Since the April outbreak of Ebola virus infection in Africa, I have been asked by a concerned public to allay concerns about the risk of Ebola for Americans. I also have been asked why this and other terrifying viruses seem to emerge from places like Africa on a regular basis to threaten us with illness and destruction. I hope to answer these questions in this article.

For those of you who have not followed the African outbreak of Ebola virus in the news media, I can tell you that the illness caused by Ebola virus is riveting. Since the current outbreak started late in April, 121 of 160 patients have died, and the epidemic is not yet over.

[However, the World Health Organization announced Thursday that the virus' spread appeared to have stopped. It gave the death toll as 164 of 211 known victims.]

The virus and the illness it causes are worthy of some description. Ebola is a member of the family of viruses called filovirus. These are thin molecular tubes seen as long looped or bent threads under the powerful electron microscope. If they enter cells of the body, they multiply exuberantly, destroying these cells and packing them with crystals of Ebola virus.

A person infected with Ebola usually first complains of an abrupt, splitting headache followed by high fever and by pain in muscles and joints. Knife-like chest and abdominal pains may occur early, and the patient rapidly becomes so sick and exhausted that he or she cannot climb out of bed. As a result of the fever and severe watery diarrhea that develops, the patient becomes depleted of salt and water, causing even more weakness. A raised or splotchy red rash develops about a week after the onset of the illness, growing for three to four days. After this, the flesh may peel off in places like a snake shedding its skin.

After one week, the blood of most patients fails to clot, and they begin to bleed. This is why the illness is called Ebola hemorrhagic fever. Patients bleed into their lungs and cough up blood clots. They bleed into their intestines and vomit blood and pass black bloody stools. They bleed from the nose, gums and vagina. They bleed into their skin, developing bruises, and the whites of their eyes turn blood red. They ooze blood from needle puncture sites and from ordinary cuts. The majority of such patients, about one in four or up to nine of 10 depending on the virus subtype, die in one to two weeks after massive blood loss, death of internal organs and shock. It is easy to understand why emerging viruses of such virulence are attention-getters.

But one must remember that not all infected persons die, and many may not even get sick. Like most viral infections, some individuals with Ebola undoubtedly resist even the most virulent varieties of the virus. But we don't know how many people can resist, nor how they do this. Resistance could be a matter of low doses of infecting virus, a change in the virus itself which weakens it, or immunity of the infected individual to the virus. Surprisingly, antibody surveys in Africa reveal that many people have been infected with Ebola in the past, up to 21 percent of some populations in Central Africa, for example. So obviously, most people infected do not die, but we do not know how many will remain well or how many will become sick.

We know that humans can be infected by innocuous Ebola viruses. For example, six years ago some animal handlers in Virginia were infected by Ebola virus spread from infected monkeys imported from the Philippines, but the handlers had not become sick, whereas the monkeys died. (How monkeys from the Philippines got Ebola is a mystery.) One wonders if such "weakened" viruses account for some of the anti-Ebola antibodies found in perfectly healthy Africans.

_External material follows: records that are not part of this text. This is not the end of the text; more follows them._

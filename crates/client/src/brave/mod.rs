//! Brave Search API client.
//!
//! Provides a client for the Brave Web Search API with bounded retries,
//! request validation, explicit gzip decoding and typed errors.
//!
//! ### Request pipeline
//!
//! - **Endpoint**: `https://api.search.brave.com/res/v1/web/search`
//! - **Authentication**: Uses `X-Subscription-Token` header.
//! - **Validation**: empty queries and queries over 400 chars / 50 words are
//!   rejected before any network activity.
//! - **Retries**: transport errors and 5xx responses are retried up to
//!   `max_retries` times, waiting `100ms * 2^attempt` between attempts.
//!   Cancellation aborts an in-flight attempt, a body read or the wait.
//! - **Decoding**: gzip bodies are inflated when `Content-Encoding` says so;
//!   anything but a 200 becomes an [`ApiError`].
//! - **Rate limits**: `X-RateLimit-*` headers of the final response are
//!   attached to the result or the error.

pub mod decode;
pub mod error;
pub mod options;
pub mod rate_limit;
pub mod request;
pub mod response;
mod shortcuts;

pub use error::{ApiError, BraveError, ErrorKind};
pub use options::{ClientConfig, ClientOption};
pub use rate_limit::RateLimit;
pub use request::{Freshness, LocationHints, ResultFilter, SafeSearch, SearchParams, Units};
pub use response::{
    ButtonResult, DeepResults, MetaUrl, MixedResponse, MixedResultRef, OpaqueSection, Profile, QueryInfo,
    SearchResponse, SearchResult, Thumbnail, WebResults,
};

use std::future::Future;
use std::sync::Arc;
use std::time::{Duration, Instant};

use brave_search_core::Settings;
use reqwest::{StatusCode, header};
use tokio_util::sync::CancellationToken;
use url::Url;

/// First backoff delay; doubles after every failed attempt.
const BASE_BACKOFF: Duration = Duration::from_millis(100);

const HEADER_SUBSCRIPTION_TOKEN: &str = "X-Subscription-Token";

/// Brave Search API client.
///
/// Cheap to clone; clones share the configuration and the transport.
#[derive(Debug, Clone)]
pub struct BraveClient {
    http: reqwest::Client,
    config: Arc<ClientConfig>,
}

impl BraveClient {
    /// Create a new Brave client from an API key and options, applied in order.
    pub fn new(api_key: impl Into<String>, options: impl IntoIterator<Item = ClientOption>) -> Result<Self, BraveError> {
        let config = ClientConfig::resolve(api_key, options)?;

        let http = match config.http_client() {
            Some(client) => client.clone(),
            None => reqwest::Client::builder()
                .timeout(config.timeout())
                .no_gzip()
                .build()
                .map_err(|e| BraveError::Network(Arc::new(e)))?,
        };

        Ok(Self { http, config: Arc::new(config) })
    }

    /// Start a builder that records options and resolves them at `build()`.
    pub fn builder(api_key: impl Into<String>) -> BraveClientBuilder {
        BraveClientBuilder { api_key: api_key.into(), options: Vec::new() }
    }

    /// Create a client from loaded settings. The API key must be set.
    pub fn from_settings(settings: Settings) -> Result<Self, BraveError> {
        let api_key = settings.api_key.clone().unwrap_or_default();
        Self::new(api_key, [ClientOption::Settings(settings)])
    }

    /// Create a new Brave client from environment variables and the
    /// optional settings file.
    pub fn from_env() -> Result<Self, BraveError> {
        let settings = Settings::load().map_err(|e| BraveError::InvalidParameters(e.to_string()))?;
        Self::from_settings(settings)
    }

    pub fn config(&self) -> &ClientConfig {
        &self.config
    }

    /// Execute a web search query.
    ///
    /// `params` is copied; unset locale fields, count and safe search are
    /// filled from the client defaults. `cancel` aborts the call at any
    /// point after validation, including mid-request.
    pub async fn search(
        &self,
        cancel: &CancellationToken,
        query: &str,
        params: Option<&SearchParams>,
    ) -> Result<SearchResponse, BraveError> {
        request::validate_query(query)?;

        let params = SearchParams::resolve(params, query, &self.config);
        params.validate()?;

        let url = params.build_url(self.config.base_url(), request::WEB_SEARCH_PATH)?;

        let start = Instant::now();
        tracing::debug!("searching Brave API: query={}", params.query);

        let response = self.dispatch(cancel, &url, params.location.as_ref()).await?;
        let status = response.status();
        tracing::debug!("Brave API response status: {}", status);

        if status != StatusCode::OK {
            return Err(Self::error_from_response(cancel, response).await);
        }

        let headers = response.headers().clone();
        let rate_limit = RateLimit::from_headers(&headers);
        let body = until_cancelled(cancel, response.bytes()).await??;

        let body = decode::decompress(&headers, body).map_err(|e| ApiError::invalid_response(status, e, rate_limit))?;
        let mut search_response =
            decode::decode_search_response(&body).map_err(|e| ApiError::invalid_response(status, e, rate_limit))?;
        search_response.rate_limit = rate_limit;

        tracing::debug!(
            "search completed in {:?}, {} results, {} requests remaining",
            start.elapsed(),
            search_response.result_count(),
            rate_limit.remaining
        );

        Ok(search_response)
    }

    /// Send the request, retrying transport errors and 5xx responses.
    ///
    /// Returns the first response with a status below 500. Once attempts are
    /// exhausted the last failure is returned as an error.
    async fn dispatch(
        &self,
        cancel: &CancellationToken,
        url: &Url,
        location: Option<&LocationHints>,
    ) -> Result<reqwest::Response, BraveError> {
        if cancel.is_cancelled() {
            return Err(BraveError::Cancelled);
        }

        let max_retries = self.config.max_retries();
        let mut attempt = 0;

        loop {
            let failure = match until_cancelled(cancel, self.request(url, location).send()).await? {
                Ok(response) if response.status().as_u16() < 500 => return Ok(response),
                other => other,
            };

            if attempt >= max_retries {
                return Err(match failure {
                    Ok(response) => Self::error_from_response(cancel, response).await,
                    Err(e) => BraveError::from(e),
                });
            }

            let delay = backoff_delay(attempt);
            match &failure {
                Ok(response) => tracing::warn!(
                    status = %response.status(),
                    attempt = attempt + 1,
                    ?delay,
                    "Brave API server error, retrying"
                ),
                Err(e) => tracing::warn!(error = %e, attempt = attempt + 1, ?delay, "Brave API request failed, retrying"),
            }
            // Release the connection before sleeping.
            drop(failure);

            tokio::select! {
                biased;
                _ = cancel.cancelled() => {
                    tracing::warn!(attempt = attempt + 1, "Brave API request cancelled during backoff");
                    return Err(BraveError::Cancelled);
                }
                _ = tokio::time::sleep(delay) => {}
            }

            attempt += 1;
        }
    }

    fn request(&self, url: &Url, location: Option<&LocationHints>) -> reqwest::RequestBuilder {
        let mut request = self
            .http
            .get(url.clone())
            .timeout(self.config.timeout())
            .header(header::ACCEPT, "application/json")
            .header(header::ACCEPT_ENCODING, "gzip")
            .header(header::USER_AGENT, self.config.user_agent())
            .header(HEADER_SUBSCRIPTION_TOKEN, self.config.api_key())
            .header(header::CACHE_CONTROL, "no-cache");

        if let Some(location) = location {
            for (name, value) in location.headers() {
                request = request.header(name, value);
            }
        }

        request
    }

    /// Classify a non-200 response, draining its body for diagnostics.
    async fn error_from_response(cancel: &CancellationToken, response: reqwest::Response) -> BraveError {
        let status = response.status();
        let headers = response.headers().clone();
        let rate_limit = RateLimit::from_headers(&headers);

        let drained = match until_cancelled(cancel, response.bytes()).await {
            Ok(drained) => drained,
            Err(cancelled) => return cancelled,
        };
        let body = match drained {
            Ok(bytes) => decode::decompress(&headers, bytes)
                .map(|b| String::from_utf8_lossy(&b).into_owned())
                .unwrap_or_default(),
            Err(e) => {
                tracing::debug!("failed to drain error body: {}", e);
                String::new()
            }
        };

        BraveError::Api(ApiError::from_status(status, rate_limit, body))
    }
}

/// Run `fut` unless `cancel` fires first.
async fn until_cancelled<F: Future>(cancel: &CancellationToken, fut: F) -> Result<F::Output, BraveError> {
    tokio::select! {
        biased;
        _ = cancel.cancelled() => {
            tracing::debug!("Brave API request cancelled in flight");
            Err(BraveError::Cancelled)
        }
        output = fut => Ok(output),
    }
}

/// Delay before retry number `attempt + 1`: `100ms * 2^attempt`.
fn backoff_delay(attempt: u32) -> Duration {
    BASE_BACKOFF.saturating_mul(1u32.checked_shl(attempt).unwrap_or(u32::MAX))
}

/// Records options for [`BraveClient`] in call order.
#[derive(Debug)]
pub struct BraveClientBuilder {
    api_key: String,
    options: Vec<ClientOption>,
}

impl BraveClientBuilder {
    pub fn option(mut self, option: ClientOption) -> Self {
        self.options.push(option);
        self
    }

    pub fn timeout(self, timeout: Duration) -> Self {
        self.option(ClientOption::Timeout(timeout))
    }

    pub fn max_retries(self, retries: i64) -> Self {
        self.option(ClientOption::MaxRetries(retries))
    }

    pub fn user_agent(self, user_agent: impl Into<String>) -> Self {
        self.option(ClientOption::UserAgent(user_agent.into()))
    }

    pub fn base_url(self, base_url: impl Into<String>) -> Self {
        self.option(ClientOption::BaseUrl(base_url.into()))
    }

    pub fn http_client(self, client: reqwest::Client) -> Self {
        self.option(ClientOption::HttpClient(client))
    }

    pub fn default_country(self, country: impl Into<String>) -> Self {
        self.option(ClientOption::DefaultCountry(country.into()))
    }

    pub fn default_search_language(self, lang: impl Into<String>) -> Self {
        self.option(ClientOption::DefaultSearchLanguage(lang.into()))
    }

    pub fn default_ui_language(self, lang: impl Into<String>) -> Self {
        self.option(ClientOption::DefaultUiLanguage(lang.into()))
    }

    pub fn settings(self, settings: Settings) -> Self {
        self.option(ClientOption::Settings(settings))
    }

    pub fn build(self) -> Result<BraveClient, BraveError> {
        BraveClient::new(self.api_key, self.options)
    }
}

#[cfg(test)]
mod tests {
    use super::*;

    #[test]
    fn test_client_new_missing_key() {
        let result = BraveClient::new("", []);
        assert!(matches!(result, Err(BraveError::MissingApiKey)));
    }

    #[test]
    fn test_from_settings_missing_key() {
        let result = BraveClient::from_settings(Settings::default());
        assert!(matches!(result, Err(BraveError::MissingApiKey)));
    }

    #[test]
    fn test_from_settings() {
        let settings = Settings {
            api_key: Some("settings-key".into()),
            default_country: Some("JP".into()),
            timeout_secs: Some(5),
            ..Default::default()
        };
        let client = BraveClient::from_settings(settings).unwrap();
        assert_eq!(client.config().api_key(), "settings-key");
        assert_eq!(client.config().default_country(), "JP");
        assert_eq!(client.config().timeout(), Duration::from_secs(5));
    }

    #[test]
    fn test_builder_applies_options_in_order() {
        let client = BraveClient::builder("key")
            .user_agent("custom-agent")
            .timeout(Duration::from_secs(60))
            .default_country("UK")
            .max_retries(4)
            .build()
            .unwrap();

        assert_eq!(client.config().user_agent(), "custom-agent");
        assert_eq!(client.config().timeout(), Duration::from_secs(60));
        assert_eq!(client.config().default_country(), "UK");
        assert_eq!(client.config().max_retries(), 4);
    }

    #[test]
    fn test_builder_rejects_negative_retries() {
        let result = BraveClient::builder("key").max_retries(-1).build();
        assert!(matches!(result, Err(BraveError::InvalidParameters(_))));
    }

    #[test]
    fn test_backoff_doubles() {
        assert_eq!(backoff_delay(0), Duration::from_millis(100));
        assert_eq!(backoff_delay(1), Duration::from_millis(200));
        assert_eq!(backoff_delay(2), Duration::from_millis(400));
        assert_eq!(backoff_delay(5), Duration::from_millis(3200));
    }

    #[test]
    fn test_backoff_saturates() {
        assert_eq!(backoff_delay(64), BASE_BACKOFF.saturating_mul(u32::MAX));
    }

    #[tokio::test]
    async fn test_empty_query_rejected_without_network() {
        let client = BraveClient::builder("key").base_url("http://127.0.0.1:9").build().unwrap();
        let result = client.search(&CancellationToken::new(), "", Some(&SearchParams::recommended())).await;
        assert!(matches!(result, Err(BraveError::EmptyQuery)));
    }

    #[tokio::test]
    async fn test_long_query_rejected_without_network() {
        let client = BraveClient::builder("key").base_url("http://127.0.0.1:9").build().unwrap();
        let result = client.search(&CancellationToken::new(), &"a".repeat(401), None).await;
        assert!(matches!(result, Err(BraveError::QueryTooLong)));
    }

    #[tokio::test]
    async fn test_pre_cancelled_token() {
        let client = BraveClient::builder("key").base_url("http://127.0.0.1:9").build().unwrap();
        let cancel = CancellationToken::new();
        cancel.cancel();
        let result = client.search(&cancel, "rust", None).await;
        assert!(matches!(result, Err(BraveError::Cancelled)));
    }
}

What triggered the current outbreak of Ebola virus in Zaire? The virus was first identified 19 years ago, when the disease broke out simultaneously in southern Sudan and northern Zaire. The virus in fact is named after a Zairian river.

No clinical case was confirmed for 15 years in Africa. Where had the virus been lurking all these years? Small or large mammals, biting insects or even plants are all possible incubators of the virus, allowing it to go into hibernation. We simply do not know the environmental reservoir, but there must be one because viruses cannot live and replicate by themselves outside of living cells.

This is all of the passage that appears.